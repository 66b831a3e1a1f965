// src/config.rs

use sqlx::{PgPool, postgres::PgPoolOptions};
use std::{env, path::PathBuf, sync::Arc, time::Duration};

use crate::{
    db::{
        EmployeeRepository, HospitalRepository, MessageRepository, NotificationRepository,
        RoomRepository,
    },
    services::{
        auth::AuthService, chat_fallback::FallbackChatStore, chat_service::ChatService,
        fanout::ChatFanout, identity_service::IdentityService,
        notification_service::NotificationService, storage_service::StorageService,
    },
};

#[derive(Clone)]
pub struct AppState {
    pub db_pool: PgPool,
    pub upload_dir: PathBuf,

    // Repositórios usados diretamente pelos handlers
    pub employee_repo: EmployeeRepository,
    pub hospital_repo: HospitalRepository,

    // Serviços de domínio
    pub auth_service: AuthService,
    pub identity_service: IdentityService,
    pub chat_service: ChatService,
    pub notification_service: NotificationService,
    pub storage_service: StorageService,
}

impl AppState {
    pub async fn new() -> anyhow::Result<Self> {
        dotenvy::dotenv().ok();

        let database_url = env::var("DATABASE_URL").expect("DATABASE_URL deve ser definida");
        let jwt_secret = env::var("JWT_SECRET").expect("JWT_SECRET deve ser definido");
        let upload_dir =
            PathBuf::from(env::var("UPLOAD_DIR").unwrap_or_else(|_| "./uploads".to_string()));

        // Conecta ao banco de dados, usando '?' para propagar erros
        let db_pool = PgPoolOptions::new()
            .max_connections(5)
            .acquire_timeout(Duration::from_secs(3))
            .connect(&database_url)
            .await?;

        tracing::info!("✅ Conexão com o banco de dados estabelecida com sucesso!");

        // --- Monta o gráfico de dependências ---
        let employee_repo = EmployeeRepository::new(db_pool.clone());
        let hospital_repo = HospitalRepository::new(db_pool.clone());
        let room_repo = RoomRepository::new();
        let message_repo = MessageRepository::new();
        let notification_repo = NotificationRepository::new(db_pool.clone());

        // O arena do modo degradado é injetado aqui (instância única
        // por AppState; nos testes cada instância tem o seu)
        let fallback = Arc::new(FallbackChatStore::new());
        let fanout = ChatFanout::new();

        let auth_service = AuthService::new(
            employee_repo.clone(),
            hospital_repo.clone(),
            jwt_secret.clone(),
        );
        let identity_service = IdentityService::new(employee_repo.clone(), hospital_repo.clone());
        let chat_service = ChatService::new(
            db_pool.clone(),
            room_repo,
            message_repo,
            employee_repo.clone(),
            hospital_repo.clone(),
            fallback,
            fanout,
        );
        let notification_service =
            NotificationService::new(notification_repo, employee_repo.clone());
        let storage_service = StorageService::new(upload_dir.clone());

        // Retorna Ok com o estado montado
        Ok(Self {
            db_pool,
            upload_dir,
            employee_repo,
            hospital_repo,
            auth_service,
            identity_service,
            chat_service,
            notification_service,
            storage_service,
        })
    }
}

Prompt —
For the string "NotificationService", go through the entries above and copy each line where it occurs.

Exercise solution —
        notification_service::NotificationService, storage_service::StorageService,
    pub notification_service: NotificationService,
            NotificationService::new(notification_repo, employee_repo.clone());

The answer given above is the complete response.